*** Opening Entries provided ***
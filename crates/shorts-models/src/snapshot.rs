//! Read-only view of a session.

use schemars::JsonSchema;
use serde::{Deserialize, Serialize};

use crate::asset::Asset;
use crate::content::{Prompt, Script};
use crate::event::StudioPhase;
use crate::identity::SessionId;
use crate::media::{Video, Voiceover};

/// Everything the view needs to redraw the page.
#[derive(Debug, Clone, PartialEq, Serialize, Deserialize, JsonSchema)]
pub struct StudioSnapshot {
    pub session_id: SessionId,
    pub phase: StudioPhase,
    pub idea: Option<String>,
    pub prompts: Vec<Prompt>,
    pub script: Script,
    /// Slots in display order
    pub assets: Vec<Asset>,
    pub all_complete: bool,
    pub voiceover: Voiceover,
    pub video: Option<Video>,
    pub can_create_video: bool,
}

impl StudioSnapshot {
    /// Ready images in display order.
    pub fn ready_sources(&self) -> Vec<&str> {
        self.assets
            .iter()
            .filter_map(|a| a.source_url.as_deref())
            .collect()
    }
}
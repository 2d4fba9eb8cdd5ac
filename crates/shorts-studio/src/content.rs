//! Prompt and script stage.

use serde::Serialize;
use shorts_models::wire::{PromptsRequest, ScriptRequest};
use shorts_models::{Prompt, Stage};

use crate::config::MAX_PROMPT_COUNT;
use crate::error::{StudioError, StudioResult};
use crate::studio::Studio;

/// Prompts and script produced for an idea.
#[derive(Debug, Clone, PartialEq, Serialize)]
pub struct GeneratedContent {
    pub prompts: Vec<Prompt>,
    pub script: String,
}

impl Studio {
    /// Generate `count` prompts and a narration script for `idea`.
    ///
    /// Both requests run concurrently and both must succeed. On success the
    /// previous prompts, script, images, voiceover and video are replaced.
    pub async fn generate_content(&self, idea: &str, count: usize) -> StudioResult<GeneratedContent> {
        let idea = idea.trim();
        if idea.is_empty() {
            return Err(self.fail(Stage::Content, StudioError::validation("enter a video idea first")));
        }
        if count == 0 || count > MAX_PROMPT_COUNT {
            return Err(self.fail(
                Stage::Content,
                StudioError::validation(format!("prompt count must be between 1 and {}", MAX_PROMPT_COUNT)),
            ));
        }

        let logger = self.logger(Stage::Content);
        logger.log_start(&format!("{} prompts for \"{}\"", count, idea));
        let ticket = self.update(|s| s.begin_content()).await;

        let prompts_request = PromptsRequest {
            video_idea: idea.to_string(),
            num_prompts: count as u32,
        };
        let script_request = ScriptRequest {
            video_idea: idea.to_string(),
        };
        let (prompts, script) = tokio::join!(
            self.backend.generate_prompts(&prompts_request),
            self.backend.generate_script(&script_request)
        );

        let prompts: Vec<String> = prompts
            .map_err(|e| self.fail(Stage::Content, e.into()))?
            .into_iter()
            .map(|p| p.trim().to_string())
            .filter(|p| !p.is_empty())
            .collect();
        let script = script.map_err(|e| self.fail(Stage::Content, e.into()))?;

        if prompts.is_empty() {
            return Err(self.fail(Stage::Content, StudioError::empty_result("no prompts were generated")));
        }
        if script.trim().is_empty() {
            return Err(self.fail(Stage::Content, StudioError::empty_result("no script was generated")));
        }
        if prompts.len() != count {
            logger.log_warning(&format!("asked for {} prompts, got {}", count, prompts.len()));
        }

        let content = GeneratedContent {
            prompts: Prompt::from_texts(prompts.iter().cloned()),
            script: script.clone(),
        };
        self.update(|s| s.replace_content(ticket, idea.to_string(), prompts, script))
            .await
            .map_err(|e| self.fail(Stage::Content, e))?;

        logger.log_completion(&format!("{} prompts and script ready", content.prompts.len()));
        Ok(content)
    }

    /// Generate content using the configured prompt count.
    pub async fn generate_content_default(&self, idea: &str) -> StudioResult<GeneratedContent> {
        self.generate_content(idea, self.config.prompt_count).await
    }

    /// Replace prompt `index` with a freshly generated one for the current idea.
    ///
    /// Clears every image, the voiceover and the video. On failure the old
    /// text stays.
    pub async fn regenerate_prompt(&self, index: usize) -> StudioResult<String> {
        let (ticket, idea) = self
            .update(|s| s.begin_prompt(index))
            .await
            .map_err(|e| self.fail(Stage::Prompt, e))?;

        let logger = self.logger(Stage::Prompt);
        logger.log_start(&format!("prompt {}", index + 1));

        let request = PromptsRequest {
            video_idea: idea,
            num_prompts: 1,
        };
        let text = self
            .backend
            .regenerate_prompt(&request)
            .await
            .map_err(|e| self.fail(Stage::Prompt, e.into()))?
            .trim()
            .to_string();
        if text.is_empty() {
            return Err(self.fail(Stage::Prompt, StudioError::empty_result("no prompt was generated")));
        }
        logger.log_progress("replacement received");

        self.update(|s| s.replace_prompt(ticket, index, text.clone()))
            .await
            .map_err(|e| self.fail(Stage::Prompt, e))?;

        logger.log_completion(&format!("prompt {} replaced", index + 1));
        Ok(text)
    }

    /// Apply a user edit to the script. Returns true when the existing
    /// voiceover was reset because the narration changed.
    pub async fn edit_script(&self, text: impl Into<String>) -> bool {
        let text = text.into();
        self.update(|s| s.edit_script(text)).await
    }

    pub async fn save_script(&self) {
        self.update(|s| s.save_script()).await
    }
}

#[cfg(test)]
mod tests {
    use std::sync::Arc;
    use std::time::Duration;

    use shorts_client::demo::{DEMO_PROMPTS, DEMO_REGENERATED_PROMPT, DEMO_SCRIPT};
    use shorts_client::DemoBackend;
    use shorts_models::{StudioEvent, StudioPhase, EXAMPLE_IDEA};

    use super::*;
    use crate::config::StudioConfig;

    fn studio() -> (Studio, Arc<DemoBackend>) {
        let backend = Arc::new(DemoBackend::new(Duration::ZERO));
        let studio = Studio::with_backend(StudioConfig::demo(Duration::ZERO), backend.clone());
        (studio, backend)
    }

    #[tokio::test]
    async fn test_generate_content_replaces_prompts_and_script() {
        let (studio, _) = studio();
        let mut rx = studio.subscribe();

        let content = studio.generate_content(EXAMPLE_IDEA, 5).await.unwrap();
        assert_eq!(content.prompts.len(), 5);
        assert_eq!(content.prompts[0].text, DEMO_PROMPTS[0]);
        assert_eq!(content.script, DEMO_SCRIPT);

        let snapshot = studio.snapshot().await;
        assert_eq!(snapshot.phase, StudioPhase::PromptsReady);
        assert_eq!(snapshot.idea.as_deref(), Some(EXAMPLE_IDEA));
        assert!(!snapshot.script.dirty);
        assert_eq!(
            rx.recv().await.unwrap(),
            StudioEvent::ContentGenerated { prompt_count: 5 }
        );
    }

    #[tokio::test]
    async fn test_blank_idea_is_rejected() {
        let (studio, _) = studio();
        let err = studio.generate_content("   ", 5).await.unwrap_err();
        assert!(matches!(err, StudioError::Validation(_)));
        assert_eq!(studio.snapshot().await.phase, StudioPhase::Idle);
    }

    #[tokio::test]
    async fn test_zero_prompts_is_rejected() {
        let (studio, _) = studio();
        let err = studio.generate_content("rivers", 0).await.unwrap_err();
        assert!(matches!(err, StudioError::Validation(_)));
    }

    #[tokio::test]
    async fn test_upstream_failure_keeps_previous_content() {
        let (studio, backend) = studio();
        studio.generate_content("waterfalls", 3).await.unwrap();

        backend.set_content_failure(true).await;
        let err = studio.generate_content("volcanoes", 3).await.unwrap_err();
        assert!(matches!(err, StudioError::Upstream(_)));

        let snapshot = studio.snapshot().await;
        assert_eq!(snapshot.idea.as_deref(), Some("waterfalls"));
        assert_eq!(snapshot.prompts.len(), 3);
    }

    #[tokio::test]
    async fn test_regenerate_prompt_changes_only_that_prompt() {
        let (studio, _) = studio();
        studio.generate_content("waterfalls", 5).await.unwrap();
        let before = studio.snapshot().await.prompts;

        let text = studio.regenerate_prompt(2).await.unwrap();
        assert_eq!(text, DEMO_REGENERATED_PROMPT);

        let after = studio.snapshot().await.prompts;
        for (i, (b, a)) in before.iter().zip(&after).enumerate() {
            if i == 2 {
                assert_eq!(a.text, DEMO_REGENERATED_PROMPT);
                assert_eq!(a.label(), format!("3. {}", DEMO_REGENERATED_PROMPT));
            } else {
                assert_eq!(a, b);
            }
        }
    }

    #[tokio::test]
    async fn test_regenerate_prompt_failure_keeps_text() {
        let (studio, backend) = studio();
        studio.generate_content("waterfalls", 2).await.unwrap();
        backend.set_content_failure(true).await;

        assert!(studio.regenerate_prompt(0).await.is_err());
        assert_eq!(studio.snapshot().await.prompts[0].text, DEMO_PROMPTS[0]);
    }

    #[tokio::test]
    async fn test_regenerate_prompt_out_of_range() {
        let (studio, _) = studio();
        studio.generate_content("waterfalls", 2).await.unwrap();
        assert!(matches!(
            studio.regenerate_prompt(5).await,
            Err(StudioError::Validation(_))
        ));
    }

    #[tokio::test]
    async fn test_edit_and_save_script() {
        let (studio, _) = studio();
        studio.generate_content("waterfalls", 2).await.unwrap();

        assert!(studio.edit_script("My own narration").await);
        assert!(studio.snapshot().await.script.dirty);

        studio.save_script().await;
        let script = studio.snapshot().await.script;
        assert!(!script.dirty);
        assert_eq!(script.text, "My own narration");
    }
}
*** Closing Entries provided ***
= Your goal =
If a line contains the word "struct", it counts; say how many such lines the records hold, and give only that number.

= Reply =
2